##### Data supplied #####
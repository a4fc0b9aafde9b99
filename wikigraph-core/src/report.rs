// Visualization payload and report generation for a filtered graph

use crate::build::GraphStats;
use crate::error::{GraphError, Result};
use crate::filter::{FilterParams, FilteredView};
use crate::graph::{BarnesHut, GraphMode};
use crate::rank::{RankedNode, TOP_NODES};
use petgraph::dot::{Config, Dot};
use petgraph::graph::DiGraph;
use serde::{Deserialize, Serialize};
use std::collections::HashMap;
use std::fs::File;
use std::io::Write;
use std::path::Path;

const HTML_TEMPLATE: &str = include_str!("../templates/graph.html");
const BACKGROUND_COLOR: &str = "#222222";
const FONT_COLOR: &str = "white";

#[derive(Debug, Clone, Copy, PartialEq, Eq, Serialize, Deserialize)]
pub enum ReportFormat {
    Html,
    Json,
    Dot,
    Text,
    Markdown,
    Csv,
}

impl ReportFormat {
    pub fn from_str(s: &str) -> Option<Self> {
        match s.to_lowercase().as_str() {
            "html" => Some(ReportFormat::Html),
            "json" => Some(ReportFormat::Json),
            "dot" | "graphviz" => Some(ReportFormat::Dot),
            "text" => Some(ReportFormat::Text),
            "markdown" | "md" => Some(ReportFormat::Markdown),
            "csv" => Some(ReportFormat::Csv),
            _ => None,
        }
    }

    /// Format implied by a file extension, the inverse of [`extension`](Self::extension)
    pub fn from_extension(ext: &str) -> Option<Self> {
        match ext.to_lowercase().as_str() {
            "txt" => Some(ReportFormat::Text),
            "htm" => Some(ReportFormat::Html),
            "gv" => Some(ReportFormat::Dot),
            other => Self::from_str(other),
        }
    }

    pub fn extension(&self) -> &'static str {
        match self {
            ReportFormat::Html => "html",
            ReportFormat::Json => "json",
            ReportFormat::Dot => "dot",
            ReportFormat::Text => "txt",
            ReportFormat::Markdown => "md",
            ReportFormat::Csv => "csv",
        }
    }
}

/// A node as handed to the renderer
#[derive(Debug, Clone, PartialEq, Serialize)]
pub struct VisualNode {
    pub id: String,
    pub label: String,
    pub title: String,
    pub size: f64,
}

#[derive(Debug, Clone, PartialEq, Eq, Serialize)]
pub struct VisualEdge {
    pub from: String,
    pub to: String,
}

/// Everything the renderer needs to draw a filtered view
#[derive(Debug, Clone, PartialEq, Serialize)]
pub struct VisualGraph {
    pub directed: bool,
    pub mode: GraphMode,
    pub height: u32,
    pub physics: BarnesHut,
    pub nodes: Vec<VisualNode>,
    pub edges: Vec<VisualEdge>,
}

impl VisualGraph {
    pub fn from_view(view: &FilteredView<'_>) -> Self {
        let mode = view.graph.mode;
        let nodes = view
            .nodes
            .iter()
            .map(|id| {
                let degree = view.graph.degree(id);
                VisualNode {
                    id: id.to_string(),
                    label: id.to_string(),
                    title: mode.node_title(id, degree),
                    size: mode.node_size(degree),
                }
            })
            .collect();
        let edges = view
            .edges
            .iter()
            .map(|e| VisualEdge {
                from: e.source.clone(),
                to: e.target.clone(),
            })
            .collect();

        Self {
            directed: true,
            mode,
            height: mode.canvas_height(),
            physics: mode.physics(),
            nodes,
            edges,
        }
    }

    /// vis-network options object for this graph
    pub fn options(&self) -> serde_json::Value {
        serde_json::json!({
            "nodes": {
                "shape": "dot",
                "font": { "color": FONT_COLOR }
            },
            "edges": {
                "arrows": { "to": { "enabled": self.directed } },
                "color": { "inherit": true },
                "smooth": false
            },
            "physics": {
                "solver": "barnesHut",
                "barnesHut": {
                    "gravitationalConstant": self.physics.gravity,
                    "centralGravity": self.physics.central_gravity,
                    "springLength": self.physics.spring_length,
                    "springConstant": self.physics.spring_strength,
                    "damping": self.physics.damping,
                    "avoidOverlap": self.physics.overlap
                }
            }
        })
    }
}

#[derive(Debug, Clone, Serialize)]
pub struct ReportData {
    pub mode: GraphMode,
    pub min_degree: usize,
    pub max_nodes: usize,
    pub stats: GraphStats,
    pub top_nodes: Vec<RankedNode>,
    pub graph: VisualGraph,
    pub generated_at: String,
}

pub fn gather_report_data(view: &FilteredView<'_>) -> ReportData {
    let FilterParams {
        min_degree,
        max_nodes,
    } = view.params;

    ReportData {
        mode: view.graph.mode,
        min_degree,
        max_nodes,
        stats: GraphStats::from_view(view),
        top_nodes: view.graph.top_nodes(TOP_NODES),
        graph: VisualGraph::from_view(view),
        generated_at: chrono::Utc::now()
            .format("%Y-%m-%d %H:%M:%S UTC")
            .to_string(),
    }
}

/// Render a filtered view in the requested format
pub fn generate_report(view: &FilteredView<'_>, format: ReportFormat) -> Result<String> {
    let data = gather_report_data(view);
    let report = match format {
        ReportFormat::Html => generate_html_report(&data)?,
        ReportFormat::Json => generate_json_report(&data)?,
        ReportFormat::Dot => generate_dot_report(&data),
        ReportFormat::Text => generate_text_report(&data),
        ReportFormat::Markdown => generate_markdown_report(&data),
        ReportFormat::Csv => generate_csv_report(&data),
    };
    Ok(report)
}

pub fn generate_html_report(data: &ReportData) -> Result<String> {
    let nodes = script_safe(serde_json::to_string(&data.graph.nodes)?);
    let edges = script_safe(serde_json::to_string(&data.graph.edges)?);
    let options = script_safe(serde_json::to_string(&data.graph.options())?);
    let summary = format!(
        "{} of {} nodes, {} of {} edges ({} mode, min degree {})",
        data.stats.shown_nodes,
        data.stats.total_nodes,
        data.stats.shown_edges,
        data.stats.total_edges,
        data.mode.as_str(),
        data.min_degree
    );

    Ok(HTML_TEMPLATE
        .replace("{{title}}", "Wiki link graph")
        .replace("{{summary}}", &html_escape(&summary))
        .replace("{{height}}", &data.graph.height.to_string())
        .replace("{{nodes}}", &nodes)
        .replace("{{edges}}", &edges)
        .replace("{{options}}", &options)
        .replace("{{background}}", BACKGROUND_COLOR)
        .replace("{{font_color}}", FONT_COLOR))
}

pub fn generate_json_report(data: &ReportData) -> std::result::Result<String, serde_json::Error> {
    serde_json::to_string_pretty(data)
}

/// Graphviz rendering of the shown subgraph
pub fn generate_dot_report(data: &ReportData) -> String {
    let mut graph: DiGraph<&str, &str> = DiGraph::new();
    let mut index = HashMap::new();
    for node in &data.graph.nodes {
        index.insert(node.id.as_str(), graph.add_node(node.label.as_str()));
    }
    for edge in &data.graph.edges {
        if let (Some(&a), Some(&b)) = (index.get(edge.from.as_str()), index.get(edge.to.as_str())) {
            graph.add_edge(a, b, "");
        }
    }
    format!("{}", Dot::with_config(&graph, &[Config::EdgeNoLabel]))
}

pub fn generate_text_report(data: &ReportData) -> String {
    let rule = "━".repeat(60);
    let mut report = String::new();

    report.push_str(&format!("{}\n", rule));
    report.push_str("                    WIKI LINK GRAPH REPORT\n");
    report.push_str(&format!("{}\n\n", rule));

    report.push_str(&format!("Mode:         {}\n", data.mode.as_str()));
    report.push_str(&format!("              {}\n", data.mode.description()));
    report.push_str(&format!("Generated:    {}\n", data.generated_at));
    report.push_str(&format!("Min degree:   {}\n", data.min_degree));
    report.push_str(&format!("Max nodes:    {}\n\n", data.max_nodes));

    report.push_str("# Statistics:\n");
    report.push_str(&format!("  Total nodes:   {}\n", data.stats.total_nodes));
    report.push_str(&format!("  Total edges:   {}\n", data.stats.total_edges));
    report.push_str(&format!("  Shown nodes:   {}\n", data.stats.shown_nodes));
    report.push_str(&format!("  Shown edges:   {}\n\n", data.stats.shown_edges));

    report.push_str("# Most connected:\n");
    if data.top_nodes.is_empty() {
        report.push_str("  (empty)\n");
    }
    for (idx, node) in data.top_nodes.iter().enumerate() {
        report.push_str(&format!(
            "  {:>2}. {:<32} {:>6} connections  {}\n",
            idx + 1,
            node.id,
            node.degree,
            ratio_bar(node.ratio, 20)
        ));
    }

    report.push_str(&format!("\n{}\n", rule));
    report
}

pub fn generate_markdown_report(data: &ReportData) -> String {
    let mut report = String::new();

    report.push_str("# Wiki link graph report\n\n");
    report.push_str(&format!("_{}_\n\n", data.mode.description()));
    report.push_str(&format!(
        "Generated {} with min degree **{}** and at most **{}** nodes.\n\n",
        data.generated_at, data.min_degree, data.max_nodes
    ));

    report.push_str("## Statistics\n\n");
    report.push_str("| | Total | Shown |\n|---|---:|---:|\n");
    report.push_str(&format!(
        "| Nodes | {} | {} |\n",
        data.stats.total_nodes, data.stats.shown_nodes
    ));
    report.push_str(&format!(
        "| Edges | {} | {} |\n\n",
        data.stats.total_edges, data.stats.shown_edges
    ));

    report.push_str("## Most connected\n\n");
    report.push_str("| # | Page | Connections |\n|---:|---|---:|\n");
    for (idx, node) in data.top_nodes.iter().enumerate() {
        report.push_str(&format!("| {} | `{}` | {} |\n", idx + 1, node.id, node.degree));
    }

    report
}

/// Edge list of the shown subgraph
pub fn generate_csv_report(data: &ReportData) -> String {
    let mut report = String::from("source,target\n");
    for edge in &data.graph.edges {
        report.push_str(&format!("{},{}\n", edge.from, edge.to));
    }
    report
}

pub fn save_report(content: &str, path: &Path) -> std::io::Result<()> {
    let mut file = File::create(path)?;
    file.write_all(content.as_bytes())?;
    Ok(())
}

/// Render and save in one step. Refuses views with nothing to draw.
pub fn write_report(view: &FilteredView<'_>, format: ReportFormat, path: &Path) -> Result<()> {
    if format == ReportFormat::Html && !view.is_renderable() {
        return Err(GraphError::InvalidFilter(
            "not enough data to build the graph, try relaxing the filters".to_string(),
        ));
    }
    let content = generate_report(view, format)?;
    save_report(&content, path)?;
    Ok(())
}

fn ratio_bar(ratio: f64, width: usize) -> String {
    let filled = (ratio.clamp(0.0, 1.0) * width as f64).round() as usize;
    format!("{}{}", "█".repeat(filled), "░".repeat(width - filled))
}

fn script_safe(json: String) -> String {
    json.replace("</", "<\\/")
}

fn html_escape(text: &str) -> String {
    text.replace('&', "&amp;")
        .replace('<', "&lt;")
        .replace('>', "&gt;")
        .replace('"', "&quot;")
}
#####
▶ Work task
Extract the lines above, from the first one through the one containing "use std::path::Path;", and return only those, unchanged.

▶ Answer section
repository a4fc0b9aafde9b99
filename wikigraph-core/src/report.rs
// Visualization payload and report generation for a filtered graph

use crate::build::GraphStats;
use crate::error::{GraphError, Result};
use crate::filter::{FilterParams, FilteredView};
use crate::graph::{BarnesHut, GraphMode};
use crate::rank::{RankedNode, TOP_NODES};
use petgraph::dot::{Config, Dot};
use petgraph::graph::DiGraph;
use serde::{Deserialize, Serialize};
use std::collections::HashMap;
use std::fs::File;
use std::io::Write;
use std::path::Path;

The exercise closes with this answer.